■ Directions: Set every line of the listing down again, keeping it identical.

■ Supplied material:
//! Virtual-node rendering: per-block cached representations, minimal
//! patch streams for the view surface, and content-hash keyed caches
//! with deferred math/diagram completion.

mod cache;
mod diff;
mod renderer;
mod vnode;

pub use cache::{CacheEntry, CompiledContent, RenderCaches, content_hash};
pub use diff::PatchOp;
pub use renderer::{DeferredJob, DeferredKind, Renderer, ResolvedCaret};
pub use vnode::{InlineToken, NodeAttrs, VirtualNode, scan_inline};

■ Your solution:
//! Virtual-node rendering: per-block cached representations, minimal
//! patch streams for the view surface, and content-hash keyed caches
//! with deferred math/diagram completion.

mod cache;
mod diff;
mod renderer;
mod vnode;

pub use cache::{CacheEntry, CompiledContent, RenderCaches, content_hash};
pub use diff::PatchOp;
pub use renderer::{DeferredJob, DeferredKind, Renderer, ResolvedCaret};
pub use vnode::{InlineToken, NodeAttrs, VirtualNode, scan_inline};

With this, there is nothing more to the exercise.